**Activity:** Write the records out again, keeping each line exactly as it is.
___ Extracted records
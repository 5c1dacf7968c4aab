//! Compiler Facade

use crate::{CompilerConfig, CompilerError};
use codegen_ir::{lower_model, predict_function_name, ExecError, Machine, Module};
use feature_engine::FeatureSet;
use ir_optimizer::{Optimizer, TargetDescriptor};
use tracing::{debug, info};

/// Builds feature sets into optimized modules
#[derive(Debug, Clone, Default)]
pub struct FeatureCompiler {
    config: CompilerConfig,
}

impl FeatureCompiler {
    pub fn new(config: CompilerConfig) -> Self {
        info!(
            "Creating feature compiler (module {}, O{}, target {})",
            config.lowering.module_name,
            config.optimizer.opt_level,
            config.target.as_ref().map_or("generic", |t| t.name.as_str())
        );
        Self { config }
    }

    pub fn config(&self) -> &CompilerConfig {
        &self.config
    }

    /// Build the features from descriptions and compile them
    pub fn compile_descriptions<D, S>(
        &self,
        descriptions: impl IntoIterator<Item = D>,
    ) -> Result<CompiledModel, CompilerError>
    where
        D: AsRef<[S]>,
        S: AsRef<str>,
    {
        let set = FeatureSet::from_descriptions(descriptions)?;
        self.compile(&set)
    }

    /// Compile the output of the last feature in `set`
    ///
    /// The eager state of the set is not touched.
    pub fn compile(&self, set: &FeatureSet) -> Result<CompiledModel, CompilerError> {
        let compiled = set.build_model()?;
        let mut module = lower_model(&compiled.model, &compiled.output, &self.config.lowering)?;
        debug!("Lowered {} nodes to {} instructions", compiled.model.len(), module.instruction_count());

        let target = self.config.target.as_ref().map(|t| t as &dyn TargetDescriptor);
        let mut optimizer = Optimizer::configure(&mut module, target, &self.config.optimizer)?;
        optimizer.optimize_module()?;
        optimizer.finish()?;

        let input_size = compiled.model.input_size().unwrap_or_default();
        let output_size = compiled.output.len();
        info!(
            "Compiled {} features into module {} ({} functions, {} instructions)",
            set.len(),
            module.name,
            module.functions.len(),
            module.instruction_count()
        );
        Ok(CompiledModel {
            entry: predict_function_name(&module.name),
            module,
            input_size,
            output_size,
        })
    }
}

/// Optimized module together with its entry point
#[derive(Debug, Clone)]
pub struct CompiledModel {
    pub module: Module,
    pub entry: String,
    pub input_size: usize,
    pub output_size: usize,
}

impl CompiledModel {
    /// Fresh execution state, as if no sample had been seen
    pub fn session(&self) -> Session<'_> {
        Session {
            machine: Machine::new(&self.module),
            entry: &self.entry,
        }
    }
}

/// Streaming execution of a compiled model
#[derive(Debug)]
pub struct Session<'m> {
    machine: Machine<'m>,
    entry: &'m str,
}

impl Session<'_> {
    /// Feed one sample and return the output of the last feature
    pub fn predict(&mut self, sample: &[f64]) -> Result<Vec<f64>, ExecError> {
        self.machine.run(self.entry, sample)
    }

    /// Samples processed since creation or the last reset
    pub fn samples(&self) -> u64 {
        self.machine.runs()
    }

    /// Forget all history
    pub fn reset(&mut self) {
        self.machine.reset();
    }
}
______
**Exercise answer:**
repository 5c1dacf7968c4aab
//! Compiler Facade

use crate::{CompilerConfig, CompilerError};
use codegen_ir::{lower_model, predict_function_name, ExecError, Machine, Module};
use feature_engine::FeatureSet;
use ir_optimizer::{Optimizer, TargetDescriptor};
use tracing::{debug, info};

/// Builds feature sets into optimized modules
#[derive(Debug, Clone, Default)]
pub struct FeatureCompiler {
    config: CompilerConfig,
}

impl FeatureCompiler {
    pub fn new(config: CompilerConfig) -> Self {
        info!(
            "Creating feature compiler (module {}, O{}, target {})",
            config.lowering.module_name,
            config.optimizer.opt_level,
            config.target.as_ref().map_or("generic", |t| t.name.as_str())
        );
        Self { config }
    }

    pub fn config(&self) -> &CompilerConfig {
        &self.config
    }

    /// Build the features from descriptions and compile them
    pub fn compile_descriptions<D, S>(
        &self,
        descriptions: impl IntoIterator<Item = D>,
    ) -> Result<CompiledModel, CompilerError>
    where
        D: AsRef<[S]>,
        S: AsRef<str>,
    {
        let set = FeatureSet::from_descriptions(descriptions)?;
        self.compile(&set)
    }

    /// Compile the output of the last feature in `set`
    ///
    /// The eager state of the set is not touched.
    pub fn compile(&self, set: &FeatureSet) -> Result<CompiledModel, CompilerError> {
        let compiled = set.build_model()?;
        let mut module = lower_model(&compiled.model, &compiled.output, &self.config.lowering)?;
        debug!("Lowered {} nodes to {} instructions", compiled.model.len(), module.instruction_count());

        let target = self.config.target.as_ref().map(|t| t as &dyn TargetDescriptor);
        let mut optimizer = Optimizer::configure(&mut module, target, &self.config.optimizer)?;
        optimizer.optimize_module()?;
        optimizer.finish()?;

        let input_size = compiled.model.input_size().unwrap_or_default();
        let output_size = compiled.output.len();
        info!(
            "Compiled {} features into module {} ({} functions, {} instructions)",
            set.len(),
            module.name,
            module.functions.len(),
            module.instruction_count()
        );
        Ok(CompiledModel {
            entry: predict_function_name(&module.name),
            module,
            input_size,
            output_size,
        })
    }
}

/// Optimized module together with its entry point
#[derive(Debug, Clone)]
pub struct CompiledModel {
    pub module: Module,
    pub entry: String,
    pub input_size: usize,
    pub output_size: usize,
}

impl CompiledModel {
    /// Fresh execution state, as if no sample had been seen
    pub fn session(&self) -> Session<'_> {
        Session {
            machine: Machine::new(&self.module),
            entry: &self.entry,
        }
    }
}

/// Streaming execution of a compiled model
#[derive(Debug)]
pub struct Session<'m> {
    machine: Machine<'m>,
    entry: &'m str,
}

impl Session<'_> {
    /// Feed one sample and return the output of the last feature
    pub fn predict(&mut self, sample: &[f64]) -> Result<Vec<f64>, ExecError> {
        self.machine.run(self.entry, sample)
    }

    /// Samples processed since creation or the last reset
    pub fn samples(&self) -> u64 {
        self.machine.runs()
    }

    /// Forget all history
    pub fn reset(&mut self) {
        self.machine.reset();
    }
}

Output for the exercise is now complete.